* _DATA FOR REVIEW_

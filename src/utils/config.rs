//! TOML-based configuration for the research engine
//!
//! Settings are read from an optional `research.toml`. Every field has a
//! default, so an absent file yields a fully usable configuration; command-line
//! flags are applied on top by the binary.
//!
//! Credentials are never stored in the file. The file names the environment
//! variables that hold them (`api_key_env`), which are resolved at startup.

use serde::{Deserialize, Serialize};
use std::fs;
use std::path::{Path, PathBuf};
use tracing::warn;

/// Root configuration structure loaded from research.toml
#[derive(Debug, Clone, Default, Serialize, Deserialize)]
pub struct ResearchConfig {
    #[serde(default)]
    pub llm: LlmConfig,

    #[serde(default)]
    pub search: SearchConfig,

    #[serde(default)]
    pub research: EngineConfig,

    #[serde(default)]
    pub output: OutputConfig,

    #[serde(default)]
    pub logging: LoggingConfig,
}

// ============= LLM Configuration =============

#[derive(Debug, Clone, Serialize, Deserialize)]
pub struct LlmConfig {
    /// Provider name: "openai" or "ollama"
    #[serde(default = "default_llm_provider")]
    pub provider: String,

    #[serde(default = "default_model")]
    pub model: String,

    /// Base URL for OpenAI-compatible APIs
    #[serde(default = "default_openai_base")]
    pub api_base: String,

    /// Environment variable containing the API key
    #[serde(default = "default_llm_key_env")]
    pub api_key_env: String,

    #[serde(default = "default_ollama_url")]
    pub ollama_url: String,
}

fn default_llm_provider() -> String {
    "openai".to_string()
}

fn default_model() -> String {
    "gpt-4o-mini".to_string()
}

fn default_openai_base() -> String {
    "https://api.openai.com/v1".to_string()
}

fn default_llm_key_env() -> String {
    "OPENAI_API_KEY".to_string()
}

fn default_ollama_url() -> String {
    "http://localhost:11434".to_string()
}

impl Default for LlmConfig {
    fn default() -> Self {
        Self {
            provider: default_llm_provider(),
            model: default_model(),
            api_base: default_openai_base(),
            api_key_env: default_llm_key_env(),
            ollama_url: default_ollama_url(),
        }
    }
}

// ============= Search Configuration =============

#[derive(Debug, Clone, Serialize, Deserialize)]
pub struct SearchConfig {
    /// Provider name: "exa" or "duckduckgo"
    #[serde(default = "default_search_provider")]
    pub provider: String,

    /// Environment variable containing the search API key
    #[serde(default = "default_search_key_env")]
    pub api_key_env: String,

    #[serde(default = "default_exa_base")]
    pub base_url: String,

    /// Results requested per search call
    #[serde(default = "default_num_results")]
    pub num_results: usize,

    /// Ask the provider to crawl live content instead of serving its cache
    #[serde(default = "default_true")]
    pub fresh: bool,

    /// Maximum characters of page text returned per result
    #[serde(default = "default_max_characters")]
    pub max_characters: usize,
}

fn default_search_provider() -> String {
    "exa".to_string()
}

fn default_search_key_env() -> String {
    "EXA_API_KEY".to_string()
}

fn default_exa_base() -> String {
    "https://api.exa.ai".to_string()
}

fn default_num_results() -> usize {
    1
}

fn default_true() -> bool {
    true
}

fn default_max_characters() -> usize {
    8000
}

impl Default for SearchConfig {
    fn default() -> Self {
        Self {
            provider: default_search_provider(),
            api_key_env: default_search_key_env(),
            base_url: default_exa_base(),
            num_results: default_num_results(),
            fresh: default_true(),
            max_characters: default_max_characters(),
        }
    }
}

// ============= Engine Configuration =============

#[derive(Debug, Clone, Serialize, Deserialize)]
pub struct EngineConfig {
    /// Recursion levels below the initial prompt
    #[serde(default = "default_depth")]
    pub depth: u32,

    /// Sub-queries planned at the top level
    #[serde(default = "default_breadth")]
    pub breadth: usize,

    /// Maximum dialogue turns per sub-query evaluation
    #[serde(default = "default_max_tool_iterations")]
    pub max_tool_iterations: usize,

    #[serde(default = "default_relevance_preview_chars")]
    pub relevance_preview_chars: usize,

    #[serde(default = "default_extraction_chars")]
    pub extraction_chars: usize,

    /// Optional cap on total provider calls for one run
    #[serde(default)]
    pub max_calls: Option<usize>,

    /// Optional cap on total learnings for one run
    #[serde(default)]
    pub max_learnings: Option<usize>,
}

fn default_depth() -> u32 {
    2
}

fn default_breadth() -> usize {
    4
}

fn default_max_tool_iterations() -> usize {
    6
}

fn default_relevance_preview_chars() -> usize {
    500
}

fn default_extraction_chars() -> usize {
    2000
}

impl Default for EngineConfig {
    fn default() -> Self {
        Self {
            depth: default_depth(),
            breadth: default_breadth(),
            max_tool_iterations: default_max_tool_iterations(),
            relevance_preview_chars: default_relevance_preview_chars(),
            extraction_chars: default_extraction_chars(),
            max_calls: None,
            max_learnings: None,
        }
    }
}

// ============= Output & Logging Configuration =============

#[derive(Debug, Clone, Serialize, Deserialize)]
pub struct OutputConfig {
    #[serde(default = "default_output_path")]
    pub path: PathBuf,
}

fn default_output_path() -> PathBuf {
    PathBuf::from("output.md")
}

impl Default for OutputConfig {
    fn default() -> Self {
        Self {
            path: default_output_path(),
        }
    }
}

#[derive(Debug, Clone, Serialize, Deserialize)]
pub struct LoggingConfig {
    #[serde(default = "default_log_level")]
    pub level: String,

    /// "pretty" or "json"
    #[serde(default = "default_log_format")]
    pub format: String,
}

fn default_log_level() -> String {
    "info".to_string()
}

fn default_log_format() -> String {
    "pretty".to_string()
}

impl Default for LoggingConfig {
    fn default() -> Self {
        Self {
            level: default_log_level(),
            format: default_log_format(),
        }
    }
}

// ============= Configuration Loading & Validation =============

/// Errors that can occur during configuration loading
#[derive(Debug, thiserror::Error)]
pub enum ConfigError {
    #[error("Configuration file not found: {0}")]
    FileNotFound(PathBuf),

    #[error("Failed to read configuration file: {0}")]
    ReadError(#[from] std::io::Error),

    #[error("Failed to parse TOML: {0}")]
    ParseError(#[from] toml::de::Error),

    #[error("Validation error: {0}")]
    ValidationError(String),

    #[error("Environment variable '{0}' is not set")]
    MissingEnvVar(String),
}

impl ResearchConfig {
    /// Load configuration from a TOML file
    pub fn load<P: AsRef<Path>>(path: P) -> Result<Self, ConfigError> {
        let path = path.as_ref();

        if !path.exists() {
            return Err(ConfigError::FileNotFound(path.to_path_buf()));
        }

        let content = fs::read_to_string(path)?;
        let config: ResearchConfig = toml::from_str(&content)?;

        config.validate()?;

        Ok(config)
    }

    /// Load from `path` when it exists, otherwise fall back to defaults
    pub fn load_or_default<P: AsRef<Path>>(path: P) -> Result<Self, ConfigError> {
        match Self::load(path) {
            Err(ConfigError::FileNotFound(_)) => Ok(Self::default()),
            other => other,
        }
    }

    /// Validate value ranges and provider names
    pub fn validate(&self) -> Result<(), ConfigError> {
        match self.llm.provider.as_str() {
            "openai" | "ollama" => {}
            other => {
                return Err(ConfigError::ValidationError(format!(
                    "Unknown LLM provider '{}' (expected 'openai' or 'ollama')",
                    other
                )))
            }
        }

        match self.search.provider.as_str() {
            "exa" | "duckduckgo" => {}
            other => {
                return Err(ConfigError::ValidationError(format!(
                    "Unknown search provider '{}' (expected 'exa' or 'duckduckgo')",
                    other
                )))
            }
        }

        if self.research.depth > 10 {
            return Err(ConfigError::ValidationError(format!(
                "research.depth must be at most 10, got {}",
                self.research.depth
            )));
        }

        if self.research.breadth == 0 {
            return Err(ConfigError::ValidationError(
                "research.breadth must be at least 1".to_string(),
            ));
        }

        if self.research.breadth > 5 {
            warn!(
                breadth = self.research.breadth,
                "research.breadth above 5; each plan is capped at 5 queries"
            );
        }

        if self.research.max_tool_iterations < 2 {
            return Err(ConfigError::ValidationError(
                "research.max_tool_iterations must allow a search and an evaluation (>= 2)"
                    .to_string(),
            ));
        }

        if self.search.num_results == 0 {
            return Err(ConfigError::ValidationError(
                "search.num_results must be at least 1".to_string(),
            ));
        }

        Ok(())
    }

    /// Environment variables that must be present for the configured providers
    pub fn required_env_vars(&self) -> Vec<&str> {
        let mut vars = Vec::new();
        if self.llm.provider == "openai" {
            vars.push(self.llm.api_key_env.as_str());
        }
        if self.search.provider == "exa" {
            vars.push(self.search.api_key_env.as_str());
        }
        vars
    }

    /// Fail with the first required credential missing from the environment
    pub fn check_credentials(&self) -> Result<(), ConfigError> {
        for name in self.required_env_vars() {
            if resolve_env(name).is_none() {
                return Err(ConfigError::MissingEnvVar(name.to_string()));
            }
        }
        Ok(())
    }
}

/// Get a non-empty value from the environment
pub fn resolve_env(env_name: &str) -> Option<String> {
    std::env::var(env_name).ok().filter(|v| !v.trim().is_empty())
}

* _EXERCISE PROMPT_
How many lines of the data contain "content"? Work it out and give only the number.

* _TASK RESPONSE_
3